▶ [DESCRIPTION OF THE TASK]:
Only a number is wanted here: how many lines in the records below contain the string "clamped".

[Collected data]
______
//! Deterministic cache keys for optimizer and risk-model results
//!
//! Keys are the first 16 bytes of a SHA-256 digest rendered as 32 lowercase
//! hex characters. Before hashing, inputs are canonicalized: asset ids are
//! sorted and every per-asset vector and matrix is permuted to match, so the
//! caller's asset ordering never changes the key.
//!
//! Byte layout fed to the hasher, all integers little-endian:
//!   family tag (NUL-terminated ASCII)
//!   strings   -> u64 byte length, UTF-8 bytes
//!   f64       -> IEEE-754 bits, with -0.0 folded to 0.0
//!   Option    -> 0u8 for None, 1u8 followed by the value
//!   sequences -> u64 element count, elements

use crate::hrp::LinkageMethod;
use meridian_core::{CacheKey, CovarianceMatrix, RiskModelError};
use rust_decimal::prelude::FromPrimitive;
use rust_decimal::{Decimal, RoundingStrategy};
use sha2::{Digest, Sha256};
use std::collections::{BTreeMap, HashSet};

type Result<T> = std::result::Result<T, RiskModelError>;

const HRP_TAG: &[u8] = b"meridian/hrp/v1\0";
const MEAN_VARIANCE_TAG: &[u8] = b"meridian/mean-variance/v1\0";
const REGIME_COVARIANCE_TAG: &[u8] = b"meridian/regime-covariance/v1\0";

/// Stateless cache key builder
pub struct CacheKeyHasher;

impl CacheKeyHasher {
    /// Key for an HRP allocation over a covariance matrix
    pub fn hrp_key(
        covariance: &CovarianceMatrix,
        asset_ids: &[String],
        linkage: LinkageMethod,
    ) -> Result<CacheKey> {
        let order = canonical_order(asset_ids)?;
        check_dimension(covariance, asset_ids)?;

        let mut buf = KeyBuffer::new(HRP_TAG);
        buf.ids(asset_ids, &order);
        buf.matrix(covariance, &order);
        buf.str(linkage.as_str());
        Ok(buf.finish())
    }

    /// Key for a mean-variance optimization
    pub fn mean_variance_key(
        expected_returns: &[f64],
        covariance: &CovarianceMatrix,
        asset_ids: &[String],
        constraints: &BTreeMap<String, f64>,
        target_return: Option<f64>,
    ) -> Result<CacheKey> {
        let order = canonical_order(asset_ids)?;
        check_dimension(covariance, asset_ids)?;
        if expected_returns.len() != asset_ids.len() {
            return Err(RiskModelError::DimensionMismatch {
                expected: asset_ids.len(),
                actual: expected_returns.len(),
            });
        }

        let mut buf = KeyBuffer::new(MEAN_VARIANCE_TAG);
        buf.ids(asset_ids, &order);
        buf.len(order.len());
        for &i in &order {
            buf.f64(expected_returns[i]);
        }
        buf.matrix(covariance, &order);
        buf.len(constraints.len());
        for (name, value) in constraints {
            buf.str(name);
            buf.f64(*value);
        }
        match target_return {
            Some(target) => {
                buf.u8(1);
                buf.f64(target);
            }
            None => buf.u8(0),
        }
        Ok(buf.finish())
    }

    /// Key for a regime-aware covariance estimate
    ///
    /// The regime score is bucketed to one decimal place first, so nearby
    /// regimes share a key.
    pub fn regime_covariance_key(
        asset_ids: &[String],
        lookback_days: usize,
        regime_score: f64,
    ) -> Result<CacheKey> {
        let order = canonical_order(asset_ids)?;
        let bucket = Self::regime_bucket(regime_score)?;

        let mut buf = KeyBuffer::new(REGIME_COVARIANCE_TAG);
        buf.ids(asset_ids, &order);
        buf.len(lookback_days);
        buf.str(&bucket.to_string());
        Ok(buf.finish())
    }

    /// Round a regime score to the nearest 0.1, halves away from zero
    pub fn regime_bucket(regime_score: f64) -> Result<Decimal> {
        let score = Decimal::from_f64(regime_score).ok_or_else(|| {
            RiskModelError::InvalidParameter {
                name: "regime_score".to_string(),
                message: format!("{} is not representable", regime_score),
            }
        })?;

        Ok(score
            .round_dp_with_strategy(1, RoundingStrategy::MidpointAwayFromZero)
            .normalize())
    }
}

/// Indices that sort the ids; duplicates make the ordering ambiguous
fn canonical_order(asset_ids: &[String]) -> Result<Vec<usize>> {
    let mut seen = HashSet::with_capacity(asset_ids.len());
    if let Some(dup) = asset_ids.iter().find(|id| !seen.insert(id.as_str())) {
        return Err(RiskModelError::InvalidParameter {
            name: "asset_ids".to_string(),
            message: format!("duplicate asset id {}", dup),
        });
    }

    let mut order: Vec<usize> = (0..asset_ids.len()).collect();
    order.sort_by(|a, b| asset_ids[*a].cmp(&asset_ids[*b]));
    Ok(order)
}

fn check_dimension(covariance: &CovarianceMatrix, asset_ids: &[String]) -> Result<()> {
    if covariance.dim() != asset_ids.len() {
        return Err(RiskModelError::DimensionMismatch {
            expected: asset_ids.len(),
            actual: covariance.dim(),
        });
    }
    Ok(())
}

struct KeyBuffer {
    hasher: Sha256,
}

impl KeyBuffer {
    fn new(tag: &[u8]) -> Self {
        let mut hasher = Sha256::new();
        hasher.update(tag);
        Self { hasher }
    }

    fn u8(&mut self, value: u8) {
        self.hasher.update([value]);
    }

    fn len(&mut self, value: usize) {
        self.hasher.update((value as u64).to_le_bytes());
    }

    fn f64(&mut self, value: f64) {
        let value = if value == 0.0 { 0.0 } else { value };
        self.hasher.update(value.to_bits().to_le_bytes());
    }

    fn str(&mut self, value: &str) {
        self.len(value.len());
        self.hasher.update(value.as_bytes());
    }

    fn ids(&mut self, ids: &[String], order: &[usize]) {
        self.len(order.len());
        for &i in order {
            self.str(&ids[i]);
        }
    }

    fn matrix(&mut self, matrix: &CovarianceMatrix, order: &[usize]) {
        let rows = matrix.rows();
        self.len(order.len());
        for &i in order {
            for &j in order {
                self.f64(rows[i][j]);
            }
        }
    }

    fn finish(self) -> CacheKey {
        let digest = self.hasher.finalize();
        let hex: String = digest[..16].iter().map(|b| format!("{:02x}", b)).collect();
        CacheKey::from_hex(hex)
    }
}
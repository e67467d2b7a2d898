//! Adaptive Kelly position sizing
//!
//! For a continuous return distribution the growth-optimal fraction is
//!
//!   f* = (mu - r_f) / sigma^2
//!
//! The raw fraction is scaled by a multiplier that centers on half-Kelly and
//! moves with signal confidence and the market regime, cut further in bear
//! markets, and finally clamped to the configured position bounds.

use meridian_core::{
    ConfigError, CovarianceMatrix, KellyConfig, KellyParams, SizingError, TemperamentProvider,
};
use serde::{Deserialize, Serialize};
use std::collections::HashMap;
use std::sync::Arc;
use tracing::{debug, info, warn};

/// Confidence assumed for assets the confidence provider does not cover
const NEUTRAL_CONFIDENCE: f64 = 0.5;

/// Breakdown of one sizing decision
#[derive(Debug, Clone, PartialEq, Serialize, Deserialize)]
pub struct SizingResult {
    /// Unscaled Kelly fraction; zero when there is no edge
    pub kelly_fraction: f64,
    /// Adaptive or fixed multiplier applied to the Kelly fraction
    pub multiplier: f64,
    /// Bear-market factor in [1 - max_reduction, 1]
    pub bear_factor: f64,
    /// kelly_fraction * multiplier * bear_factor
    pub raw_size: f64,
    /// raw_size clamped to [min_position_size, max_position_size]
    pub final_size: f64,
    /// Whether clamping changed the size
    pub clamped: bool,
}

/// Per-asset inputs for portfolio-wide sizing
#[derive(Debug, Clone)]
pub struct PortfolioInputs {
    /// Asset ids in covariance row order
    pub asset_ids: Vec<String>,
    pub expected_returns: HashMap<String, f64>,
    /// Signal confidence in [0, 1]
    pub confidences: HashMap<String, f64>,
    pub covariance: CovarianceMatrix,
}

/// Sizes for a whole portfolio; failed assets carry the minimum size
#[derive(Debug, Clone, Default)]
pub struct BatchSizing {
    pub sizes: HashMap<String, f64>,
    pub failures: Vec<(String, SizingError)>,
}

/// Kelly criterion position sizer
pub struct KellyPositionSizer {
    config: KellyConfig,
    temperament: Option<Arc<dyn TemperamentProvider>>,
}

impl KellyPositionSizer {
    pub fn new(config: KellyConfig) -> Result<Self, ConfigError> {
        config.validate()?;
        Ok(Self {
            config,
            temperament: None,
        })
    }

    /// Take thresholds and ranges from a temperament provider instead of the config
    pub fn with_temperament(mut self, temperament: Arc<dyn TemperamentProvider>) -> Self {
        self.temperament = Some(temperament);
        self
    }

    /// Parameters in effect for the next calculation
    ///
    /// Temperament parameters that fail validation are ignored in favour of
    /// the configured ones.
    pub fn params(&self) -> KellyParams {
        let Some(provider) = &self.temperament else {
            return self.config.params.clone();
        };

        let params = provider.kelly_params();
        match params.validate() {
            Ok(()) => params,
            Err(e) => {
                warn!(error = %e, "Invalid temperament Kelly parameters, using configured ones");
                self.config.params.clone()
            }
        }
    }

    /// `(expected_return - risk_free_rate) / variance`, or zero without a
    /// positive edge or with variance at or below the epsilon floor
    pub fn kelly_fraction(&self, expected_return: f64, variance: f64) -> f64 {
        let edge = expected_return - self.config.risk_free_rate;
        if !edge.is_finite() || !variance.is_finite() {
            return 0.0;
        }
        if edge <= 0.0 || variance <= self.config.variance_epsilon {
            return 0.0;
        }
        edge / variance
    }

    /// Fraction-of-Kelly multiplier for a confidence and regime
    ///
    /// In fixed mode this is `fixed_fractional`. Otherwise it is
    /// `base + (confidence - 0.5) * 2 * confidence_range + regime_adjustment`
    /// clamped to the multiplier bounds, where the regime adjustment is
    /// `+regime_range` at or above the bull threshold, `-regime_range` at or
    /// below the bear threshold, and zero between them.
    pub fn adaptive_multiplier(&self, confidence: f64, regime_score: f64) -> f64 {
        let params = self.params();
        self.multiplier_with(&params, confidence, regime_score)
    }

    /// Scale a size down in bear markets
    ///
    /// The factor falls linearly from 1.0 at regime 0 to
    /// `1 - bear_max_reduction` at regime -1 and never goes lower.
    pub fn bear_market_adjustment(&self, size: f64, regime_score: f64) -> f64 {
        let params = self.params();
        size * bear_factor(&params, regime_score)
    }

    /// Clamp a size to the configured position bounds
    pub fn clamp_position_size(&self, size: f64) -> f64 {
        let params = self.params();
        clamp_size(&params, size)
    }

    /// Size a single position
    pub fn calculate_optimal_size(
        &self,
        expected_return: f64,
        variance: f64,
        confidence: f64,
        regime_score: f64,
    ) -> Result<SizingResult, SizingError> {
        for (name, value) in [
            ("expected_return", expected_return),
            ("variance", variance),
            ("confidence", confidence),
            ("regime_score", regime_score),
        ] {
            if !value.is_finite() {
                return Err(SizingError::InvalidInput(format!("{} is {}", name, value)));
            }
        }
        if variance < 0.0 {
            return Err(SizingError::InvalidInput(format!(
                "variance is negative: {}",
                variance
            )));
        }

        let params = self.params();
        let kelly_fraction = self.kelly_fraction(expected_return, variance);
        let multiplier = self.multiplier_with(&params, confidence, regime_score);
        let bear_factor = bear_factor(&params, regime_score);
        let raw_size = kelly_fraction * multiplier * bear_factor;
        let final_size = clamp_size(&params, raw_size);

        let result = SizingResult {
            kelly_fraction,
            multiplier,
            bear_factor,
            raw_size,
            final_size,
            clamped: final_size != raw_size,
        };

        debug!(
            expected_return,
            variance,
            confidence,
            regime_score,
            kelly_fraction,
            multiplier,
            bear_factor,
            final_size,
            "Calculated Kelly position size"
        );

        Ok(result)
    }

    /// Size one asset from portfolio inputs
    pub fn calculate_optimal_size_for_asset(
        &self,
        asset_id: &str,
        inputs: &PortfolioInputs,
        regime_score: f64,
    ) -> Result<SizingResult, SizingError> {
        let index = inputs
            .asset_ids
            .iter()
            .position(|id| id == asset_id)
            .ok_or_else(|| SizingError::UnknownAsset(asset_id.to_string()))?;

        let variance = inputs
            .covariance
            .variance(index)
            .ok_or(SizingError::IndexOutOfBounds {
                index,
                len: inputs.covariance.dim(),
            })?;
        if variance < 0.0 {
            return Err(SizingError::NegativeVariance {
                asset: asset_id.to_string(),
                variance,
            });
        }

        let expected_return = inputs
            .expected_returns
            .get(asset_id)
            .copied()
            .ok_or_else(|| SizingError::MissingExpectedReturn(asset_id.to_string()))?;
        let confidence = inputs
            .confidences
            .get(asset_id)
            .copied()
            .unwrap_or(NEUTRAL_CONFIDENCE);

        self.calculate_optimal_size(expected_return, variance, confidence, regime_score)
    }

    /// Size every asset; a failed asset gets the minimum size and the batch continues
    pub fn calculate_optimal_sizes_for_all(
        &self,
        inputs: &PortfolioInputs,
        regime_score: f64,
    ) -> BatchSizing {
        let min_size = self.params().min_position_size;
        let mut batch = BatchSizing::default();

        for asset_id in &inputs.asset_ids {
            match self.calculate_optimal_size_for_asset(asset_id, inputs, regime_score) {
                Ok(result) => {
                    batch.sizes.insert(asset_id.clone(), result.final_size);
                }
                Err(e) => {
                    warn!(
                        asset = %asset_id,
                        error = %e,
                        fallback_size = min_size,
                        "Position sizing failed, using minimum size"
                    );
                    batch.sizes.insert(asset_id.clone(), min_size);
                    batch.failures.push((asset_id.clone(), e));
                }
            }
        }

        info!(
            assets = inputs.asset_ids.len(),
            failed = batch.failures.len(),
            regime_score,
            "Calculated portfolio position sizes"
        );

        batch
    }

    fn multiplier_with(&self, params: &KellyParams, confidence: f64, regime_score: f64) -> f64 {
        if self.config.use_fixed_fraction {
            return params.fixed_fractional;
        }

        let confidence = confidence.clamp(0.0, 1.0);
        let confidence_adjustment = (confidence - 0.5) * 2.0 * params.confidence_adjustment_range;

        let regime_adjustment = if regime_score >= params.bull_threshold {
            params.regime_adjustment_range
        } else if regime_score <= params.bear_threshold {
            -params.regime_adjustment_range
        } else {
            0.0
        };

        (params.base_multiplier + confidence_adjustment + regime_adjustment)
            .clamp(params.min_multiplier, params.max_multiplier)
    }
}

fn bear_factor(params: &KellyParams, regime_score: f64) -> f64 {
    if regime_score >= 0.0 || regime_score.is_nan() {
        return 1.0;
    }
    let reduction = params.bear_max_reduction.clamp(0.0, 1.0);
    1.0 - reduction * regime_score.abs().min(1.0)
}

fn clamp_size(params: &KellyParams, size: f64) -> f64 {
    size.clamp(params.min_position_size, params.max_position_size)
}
______
▶ [FINISHED EXERCISE]:
5